TASK DESCRIPTION: A line below contains "self.origin + self.direction * t", and a later one contains "let ndc_x = (sx". Repeat both, with every line between them, exactly.

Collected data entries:
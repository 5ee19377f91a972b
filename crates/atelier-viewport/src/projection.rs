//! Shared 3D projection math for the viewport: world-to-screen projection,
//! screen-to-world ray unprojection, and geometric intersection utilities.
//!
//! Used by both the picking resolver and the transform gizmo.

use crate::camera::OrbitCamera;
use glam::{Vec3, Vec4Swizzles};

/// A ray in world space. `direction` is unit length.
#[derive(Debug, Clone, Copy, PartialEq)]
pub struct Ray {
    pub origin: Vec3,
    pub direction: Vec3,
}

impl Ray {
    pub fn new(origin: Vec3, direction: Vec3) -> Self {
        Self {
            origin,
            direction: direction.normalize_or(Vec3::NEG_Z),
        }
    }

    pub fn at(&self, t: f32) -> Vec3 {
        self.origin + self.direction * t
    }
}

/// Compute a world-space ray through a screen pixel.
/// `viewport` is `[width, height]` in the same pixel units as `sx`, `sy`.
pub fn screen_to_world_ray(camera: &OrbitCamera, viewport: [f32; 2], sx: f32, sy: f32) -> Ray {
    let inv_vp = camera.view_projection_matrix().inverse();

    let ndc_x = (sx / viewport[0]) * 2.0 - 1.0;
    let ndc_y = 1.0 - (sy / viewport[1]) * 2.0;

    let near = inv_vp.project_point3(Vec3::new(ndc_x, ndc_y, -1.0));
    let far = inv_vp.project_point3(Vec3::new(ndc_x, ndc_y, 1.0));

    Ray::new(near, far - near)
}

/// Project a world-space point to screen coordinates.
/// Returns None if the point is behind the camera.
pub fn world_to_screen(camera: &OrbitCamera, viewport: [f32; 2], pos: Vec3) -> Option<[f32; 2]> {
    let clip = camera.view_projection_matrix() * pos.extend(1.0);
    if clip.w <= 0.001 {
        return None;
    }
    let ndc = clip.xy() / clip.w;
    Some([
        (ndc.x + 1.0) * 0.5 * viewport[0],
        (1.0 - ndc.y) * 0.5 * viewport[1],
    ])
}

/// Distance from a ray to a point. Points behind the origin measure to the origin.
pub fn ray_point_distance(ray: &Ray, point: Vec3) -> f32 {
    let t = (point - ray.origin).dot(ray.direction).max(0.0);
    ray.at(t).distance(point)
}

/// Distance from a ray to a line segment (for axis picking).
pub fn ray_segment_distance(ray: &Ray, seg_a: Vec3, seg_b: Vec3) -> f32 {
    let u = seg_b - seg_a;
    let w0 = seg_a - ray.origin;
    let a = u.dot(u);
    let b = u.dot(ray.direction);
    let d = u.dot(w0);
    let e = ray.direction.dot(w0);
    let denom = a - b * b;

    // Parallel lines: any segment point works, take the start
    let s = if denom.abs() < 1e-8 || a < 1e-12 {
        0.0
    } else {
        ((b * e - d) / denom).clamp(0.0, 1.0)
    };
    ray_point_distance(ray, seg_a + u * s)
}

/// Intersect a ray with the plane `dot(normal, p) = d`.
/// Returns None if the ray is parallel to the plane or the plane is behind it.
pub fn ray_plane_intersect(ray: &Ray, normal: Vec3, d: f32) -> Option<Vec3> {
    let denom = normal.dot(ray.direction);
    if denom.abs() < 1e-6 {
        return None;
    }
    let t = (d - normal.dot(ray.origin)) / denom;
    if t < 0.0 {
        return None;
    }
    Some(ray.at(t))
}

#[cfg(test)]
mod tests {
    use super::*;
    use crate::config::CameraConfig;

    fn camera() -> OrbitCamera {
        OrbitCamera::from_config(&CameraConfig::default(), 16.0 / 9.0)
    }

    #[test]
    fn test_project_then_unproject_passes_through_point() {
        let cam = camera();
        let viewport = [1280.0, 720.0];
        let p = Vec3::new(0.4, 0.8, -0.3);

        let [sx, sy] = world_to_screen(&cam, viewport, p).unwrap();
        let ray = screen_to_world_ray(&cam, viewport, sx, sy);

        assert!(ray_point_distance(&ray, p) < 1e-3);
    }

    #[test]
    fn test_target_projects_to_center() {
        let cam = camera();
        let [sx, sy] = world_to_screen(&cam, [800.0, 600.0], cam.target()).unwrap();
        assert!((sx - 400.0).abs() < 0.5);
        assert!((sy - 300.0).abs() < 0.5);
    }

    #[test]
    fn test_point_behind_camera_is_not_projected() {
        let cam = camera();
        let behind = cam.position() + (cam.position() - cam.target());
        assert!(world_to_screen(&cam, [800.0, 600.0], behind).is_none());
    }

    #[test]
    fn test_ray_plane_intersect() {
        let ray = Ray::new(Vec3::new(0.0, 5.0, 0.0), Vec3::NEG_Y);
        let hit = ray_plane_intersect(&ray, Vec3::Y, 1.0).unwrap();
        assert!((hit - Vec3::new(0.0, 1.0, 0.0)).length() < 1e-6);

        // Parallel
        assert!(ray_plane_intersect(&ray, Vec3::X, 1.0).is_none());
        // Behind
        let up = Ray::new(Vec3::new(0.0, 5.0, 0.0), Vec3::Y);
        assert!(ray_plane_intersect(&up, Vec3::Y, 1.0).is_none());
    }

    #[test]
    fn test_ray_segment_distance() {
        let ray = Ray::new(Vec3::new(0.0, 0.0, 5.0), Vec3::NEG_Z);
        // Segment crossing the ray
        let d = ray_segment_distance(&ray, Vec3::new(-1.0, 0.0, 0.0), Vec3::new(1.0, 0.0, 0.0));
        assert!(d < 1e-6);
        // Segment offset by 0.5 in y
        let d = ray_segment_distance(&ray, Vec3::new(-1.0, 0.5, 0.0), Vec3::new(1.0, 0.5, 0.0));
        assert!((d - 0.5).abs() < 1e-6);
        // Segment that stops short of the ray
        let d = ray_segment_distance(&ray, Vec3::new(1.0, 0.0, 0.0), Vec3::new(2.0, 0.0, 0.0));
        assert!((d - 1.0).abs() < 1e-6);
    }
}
---
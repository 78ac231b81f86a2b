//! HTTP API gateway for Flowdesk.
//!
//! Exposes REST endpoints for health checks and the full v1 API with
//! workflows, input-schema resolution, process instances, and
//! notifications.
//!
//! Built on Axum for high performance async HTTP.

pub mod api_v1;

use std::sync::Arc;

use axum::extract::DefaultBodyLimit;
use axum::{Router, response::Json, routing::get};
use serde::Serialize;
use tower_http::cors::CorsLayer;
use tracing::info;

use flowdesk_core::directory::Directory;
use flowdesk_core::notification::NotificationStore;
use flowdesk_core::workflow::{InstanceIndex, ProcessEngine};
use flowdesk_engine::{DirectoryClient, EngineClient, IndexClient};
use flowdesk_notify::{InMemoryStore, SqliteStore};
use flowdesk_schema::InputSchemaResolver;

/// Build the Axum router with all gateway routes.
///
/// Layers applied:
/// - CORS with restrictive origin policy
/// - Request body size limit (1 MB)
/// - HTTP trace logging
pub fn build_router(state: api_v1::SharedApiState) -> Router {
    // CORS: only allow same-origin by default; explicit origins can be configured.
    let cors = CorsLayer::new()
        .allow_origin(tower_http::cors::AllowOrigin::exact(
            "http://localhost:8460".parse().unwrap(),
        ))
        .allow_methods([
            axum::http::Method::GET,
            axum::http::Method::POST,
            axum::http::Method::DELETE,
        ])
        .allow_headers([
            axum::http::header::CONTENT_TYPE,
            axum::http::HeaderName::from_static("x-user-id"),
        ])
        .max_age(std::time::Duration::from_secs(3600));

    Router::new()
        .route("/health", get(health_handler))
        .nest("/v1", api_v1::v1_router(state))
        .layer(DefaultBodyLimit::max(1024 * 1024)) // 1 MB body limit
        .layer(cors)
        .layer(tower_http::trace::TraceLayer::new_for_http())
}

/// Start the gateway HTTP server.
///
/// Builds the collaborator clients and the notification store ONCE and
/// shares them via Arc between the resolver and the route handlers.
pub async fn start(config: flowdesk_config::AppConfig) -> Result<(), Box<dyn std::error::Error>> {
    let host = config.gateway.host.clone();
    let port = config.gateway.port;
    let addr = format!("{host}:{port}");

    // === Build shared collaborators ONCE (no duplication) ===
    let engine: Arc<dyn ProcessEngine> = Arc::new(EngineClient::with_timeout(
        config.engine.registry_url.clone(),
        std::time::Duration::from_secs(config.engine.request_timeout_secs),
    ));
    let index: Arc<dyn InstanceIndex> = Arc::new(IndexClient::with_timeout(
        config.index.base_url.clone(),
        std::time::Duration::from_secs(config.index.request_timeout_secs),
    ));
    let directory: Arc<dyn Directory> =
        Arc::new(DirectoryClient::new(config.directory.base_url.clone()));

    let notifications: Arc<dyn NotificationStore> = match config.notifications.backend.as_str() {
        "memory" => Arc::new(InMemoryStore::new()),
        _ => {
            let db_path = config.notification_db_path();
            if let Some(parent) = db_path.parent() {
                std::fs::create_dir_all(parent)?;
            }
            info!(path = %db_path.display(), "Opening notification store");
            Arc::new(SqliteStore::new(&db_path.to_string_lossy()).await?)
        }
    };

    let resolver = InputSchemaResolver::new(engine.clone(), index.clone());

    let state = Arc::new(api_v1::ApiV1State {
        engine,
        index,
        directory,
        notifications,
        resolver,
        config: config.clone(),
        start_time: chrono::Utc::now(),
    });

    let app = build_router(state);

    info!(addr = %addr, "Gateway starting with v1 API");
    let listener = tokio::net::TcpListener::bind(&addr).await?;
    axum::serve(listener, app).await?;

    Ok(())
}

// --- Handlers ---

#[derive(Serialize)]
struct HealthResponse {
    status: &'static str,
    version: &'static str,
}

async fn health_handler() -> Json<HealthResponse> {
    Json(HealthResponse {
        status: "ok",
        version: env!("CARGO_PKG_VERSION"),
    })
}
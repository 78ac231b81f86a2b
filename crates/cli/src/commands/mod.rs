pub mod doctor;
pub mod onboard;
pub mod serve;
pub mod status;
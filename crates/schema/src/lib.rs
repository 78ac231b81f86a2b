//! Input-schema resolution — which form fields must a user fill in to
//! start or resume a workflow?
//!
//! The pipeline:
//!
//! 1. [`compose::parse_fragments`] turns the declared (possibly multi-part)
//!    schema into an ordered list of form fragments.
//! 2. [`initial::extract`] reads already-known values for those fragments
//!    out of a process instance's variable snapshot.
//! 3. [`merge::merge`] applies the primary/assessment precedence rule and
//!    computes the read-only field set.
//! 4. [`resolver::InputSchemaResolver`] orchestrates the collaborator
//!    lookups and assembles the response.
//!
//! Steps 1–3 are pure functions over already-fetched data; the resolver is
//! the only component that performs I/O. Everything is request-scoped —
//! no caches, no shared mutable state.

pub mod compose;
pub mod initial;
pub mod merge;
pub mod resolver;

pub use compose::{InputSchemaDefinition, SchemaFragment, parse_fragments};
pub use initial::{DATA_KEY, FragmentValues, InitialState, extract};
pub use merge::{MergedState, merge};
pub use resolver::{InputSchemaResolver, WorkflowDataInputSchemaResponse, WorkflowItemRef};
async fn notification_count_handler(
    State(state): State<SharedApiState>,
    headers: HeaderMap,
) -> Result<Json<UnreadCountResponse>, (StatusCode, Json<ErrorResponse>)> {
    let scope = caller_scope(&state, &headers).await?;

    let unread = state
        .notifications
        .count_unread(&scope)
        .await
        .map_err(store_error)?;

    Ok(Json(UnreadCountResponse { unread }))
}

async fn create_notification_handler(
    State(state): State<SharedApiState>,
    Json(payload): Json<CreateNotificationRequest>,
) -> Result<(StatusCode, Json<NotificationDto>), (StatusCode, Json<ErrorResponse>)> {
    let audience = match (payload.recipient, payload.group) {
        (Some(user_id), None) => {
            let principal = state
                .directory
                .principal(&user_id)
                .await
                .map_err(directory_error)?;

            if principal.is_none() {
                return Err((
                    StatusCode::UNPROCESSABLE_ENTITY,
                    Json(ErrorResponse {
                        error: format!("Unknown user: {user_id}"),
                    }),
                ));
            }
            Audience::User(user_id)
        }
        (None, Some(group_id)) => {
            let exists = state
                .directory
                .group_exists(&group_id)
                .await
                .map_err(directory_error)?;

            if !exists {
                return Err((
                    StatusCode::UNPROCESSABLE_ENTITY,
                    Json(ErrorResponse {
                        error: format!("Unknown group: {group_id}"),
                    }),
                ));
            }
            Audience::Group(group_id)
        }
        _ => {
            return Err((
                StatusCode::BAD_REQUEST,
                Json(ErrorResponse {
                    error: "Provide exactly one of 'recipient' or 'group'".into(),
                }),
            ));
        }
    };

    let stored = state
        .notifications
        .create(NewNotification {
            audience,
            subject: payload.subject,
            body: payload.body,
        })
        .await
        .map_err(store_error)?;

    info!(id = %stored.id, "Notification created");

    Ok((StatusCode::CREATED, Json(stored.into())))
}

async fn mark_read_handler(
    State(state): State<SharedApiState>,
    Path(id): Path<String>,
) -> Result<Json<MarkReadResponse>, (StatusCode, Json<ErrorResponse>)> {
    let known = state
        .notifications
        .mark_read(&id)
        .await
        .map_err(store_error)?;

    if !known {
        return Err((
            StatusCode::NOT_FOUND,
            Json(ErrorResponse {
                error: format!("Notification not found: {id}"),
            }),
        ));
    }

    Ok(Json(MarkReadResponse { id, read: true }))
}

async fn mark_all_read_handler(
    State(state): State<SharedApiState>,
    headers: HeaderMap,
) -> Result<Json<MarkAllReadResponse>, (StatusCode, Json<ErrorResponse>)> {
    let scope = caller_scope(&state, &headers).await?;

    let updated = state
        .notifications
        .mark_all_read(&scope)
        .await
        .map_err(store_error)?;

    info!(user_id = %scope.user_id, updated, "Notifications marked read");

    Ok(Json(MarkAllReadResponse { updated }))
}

RESULT BELOW:
        self.origin + self.direction * t
    }
}

/// Compute a world-space ray through a screen pixel.
/// `viewport` is `[width, height]` in the same pixel units as `sx`, `sy`.
pub fn screen_to_world_ray(camera: &OrbitCamera, viewport: [f32; 2], sx: f32, sy: f32) -> Ray {
    let inv_vp = camera.view_projection_matrix().inverse();

    let ndc_x = (sx / viewport[0]) * 2.0 - 1.0;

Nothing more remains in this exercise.